WORK REQUEST:
Reproduce each line of the data exactly as it is.

Collected data
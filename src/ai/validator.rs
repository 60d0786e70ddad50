//! Artifact-based success validation.
//!
//! The external tool may exit 0 while silently failing to write anything
//! usable, so a clean exit is only half the contract: the job must also
//! have produced a file matching its artifact pattern with a modification
//! time strictly after the invocation's start marker. The marker is
//! captured in-process rather than trusting the tool's own timestamps;
//! clock skew and coarse mtime resolution remain a known limitation.

use crate::models::InvocationReport;
use std::path::PathBuf;
use std::time::SystemTime;
use tracing::debug;

/// A file the external tool produced. Detected and read, never mutated.
#[derive(Debug, Clone, PartialEq, Eq)]
pub struct Artifact {
    pub path: PathBuf,
    pub modified: SystemTime,
}

/// Start marker plus the pattern to watch for. Created immediately before
/// the invocation's first attempt.
#[derive(Debug, Clone)]
pub struct ArtifactProbe {
    dir: PathBuf,
    pattern: String,
    started: SystemTime,
}

impl ArtifactProbe {
    pub fn begin(dir: impl Into<PathBuf>, pattern: impl Into<String>) -> Self {
        Self {
            dir: dir.into(),
            pattern: pattern.into(),
            started: SystemTime::now(),
        }
    }

    pub fn pattern(&self) -> &str {
        &self.pattern
    }

    /// Newest file matching the pattern with mtime strictly after the
    /// marker, if any.
    pub fn newest_match(&self) -> Option<Artifact> {
        let entries = std::fs::read_dir(&self.dir).ok()?;
        let mut newest: Option<Artifact> = None;
        for entry in entries.flatten() {
            let path = entry.path();
            let Some(name) = path.file_name().and_then(|n| n.to_str()) else {
                continue;
            };
            if !wildcard_match(&self.pattern, name) {
                continue;
            }
            let Ok(modified) = entry.metadata().and_then(|m| m.modified()) else {
                continue;
            };
            if modified <= self.started {
                debug!(
                    file = %path.display(),
                    "ignoring artifact older than invocation start"
                );
                continue;
            }
            let is_newer = newest.as_ref().map_or(true, |a| modified > a.modified);
            if is_newer {
                newest = Some(Artifact { path, modified });
            }
        }
        newest
    }
}

/// The three terminal states of a run. A failed validation never reaches
/// the report parser.
#[derive(Debug, Clone, PartialEq, Eq)]
pub enum RunVerdict {
    Success(Artifact),
    /// Process exited cleanly but the artifact contract went unmet.
    FailedNoArtifact,
    /// The final attempt did not exit 0.
    FailedProcess,
}

/// Combine process exit status with artifact detection.
pub fn judge(report: &InvocationReport, probe: &ArtifactProbe) -> RunVerdict {
    if !report.process_succeeded() {
        return RunVerdict::FailedProcess;
    }
    match probe.newest_match() {
        Some(artifact) => RunVerdict::Success(artifact),
        None => RunVerdict::FailedNoArtifact,
    }
}

/// Filename wildcard match supporting `*` (any run of characters).
pub(crate) fn wildcard_match(pattern: &str, name: &str) -> bool {
    fn matches(p: &[u8], n: &[u8]) -> bool {
        match p.first() {
            None => n.is_empty(),
            Some(b'*') => {
                (0..=n.len()).any(|skip| matches(&p[1..], &n[skip..]))
            }
            Some(c) => n.first() == Some(c) && matches(&p[1..], &n[1..]),
        }
    }
    matches(pattern.as_bytes(), name.as_bytes())
}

ANSWER TO THIS EXERCISE:
filename src/ai/validator.rs
repository 60d0786e70ddad50
//! Artifact-based success validation.
//!
//! The external tool may exit 0 while silently failing to write anything
//! usable, so a clean exit is only half the contract: the job must also
//! have produced a file matching its artifact pattern with a modification
//! time strictly after the invocation's start marker. The marker is
//! captured in-process rather than trusting the tool's own timestamps;
//! clock skew and coarse mtime resolution remain a known limitation.

use crate::models::InvocationReport;
use std::path::PathBuf;
use std::time::SystemTime;
use tracing::debug;

/// A file the external tool produced. Detected and read, never mutated.
#[derive(Debug, Clone, PartialEq, Eq)]
pub struct Artifact {
    pub path: PathBuf,
    pub modified: SystemTime,
}

/// Start marker plus the pattern to watch for. Created immediately before
/// the invocation's first attempt.
#[derive(Debug, Clone)]
pub struct ArtifactProbe {
    dir: PathBuf,
    pattern: String,
    started: SystemTime,
}

impl ArtifactProbe {
    pub fn begin(dir: impl Into<PathBuf>, pattern: impl Into<String>) -> Self {
        Self {
            dir: dir.into(),
            pattern: pattern.into(),
            started: SystemTime::now(),
        }
    }

    pub fn pattern(&self) -> &str {
        &self.pattern
    }

    /// Newest file matching the pattern with mtime strictly after the
    /// marker, if any.
    pub fn newest_match(&self) -> Option<Artifact> {
        let entries = std::fs::read_dir(&self.dir).ok()?;
        let mut newest: Option<Artifact> = None;
        for entry in entries.flatten() {
            let path = entry.path();
            let Some(name) = path.file_name().and_then(|n| n.to_str()) else {
                continue;
            };
            if !wildcard_match(&self.pattern, name) {
                continue;
            }
            let Ok(modified) = entry.metadata().and_then(|m| m.modified()) else {
                continue;
            };
            if modified <= self.started {
                debug!(
                    file = %path.display(),
                    "ignoring artifact older than invocation start"
                );
                continue;
            }
            let is_newer = newest.as_ref().map_or(true, |a| modified > a.modified);
            if is_newer {
                newest = Some(Artifact { path, modified });
            }
        }
        newest
    }
}

/// The three terminal states of a run. A failed validation never reaches
/// the report parser.
#[derive(Debug, Clone, PartialEq, Eq)]
pub enum RunVerdict {
    Success(Artifact),
    /// Process exited cleanly but the artifact contract went unmet.
    FailedNoArtifact,
    /// The final attempt did not exit 0.
    FailedProcess,
}

/// Combine process exit status with artifact detection.
pub fn judge(report: &InvocationReport, probe: &ArtifactProbe) -> RunVerdict {
    if !report.process_succeeded() {
        return RunVerdict::FailedProcess;
    }
    match probe.newest_match() {
        Some(artifact) => RunVerdict::Success(artifact),
        None => RunVerdict::FailedNoArtifact,
    }
}

/// Filename wildcard match supporting `*` (any run of characters).
pub(crate) fn wildcard_match(pattern: &str, name: &str) -> bool {
    fn matches(p: &[u8], n: &[u8]) -> bool {
        match p.first() {
            None => n.is_empty(),
            Some(b'*') => {
                (0..=n.len()).any(|skip| matches(&p[1..], &n[skip..]))
            }
            Some(c) => n.first() == Some(c) && matches(&p[1..], &n[1..]),
        }
    }
    matches(pattern.as_bytes(), name.as_bytes())
}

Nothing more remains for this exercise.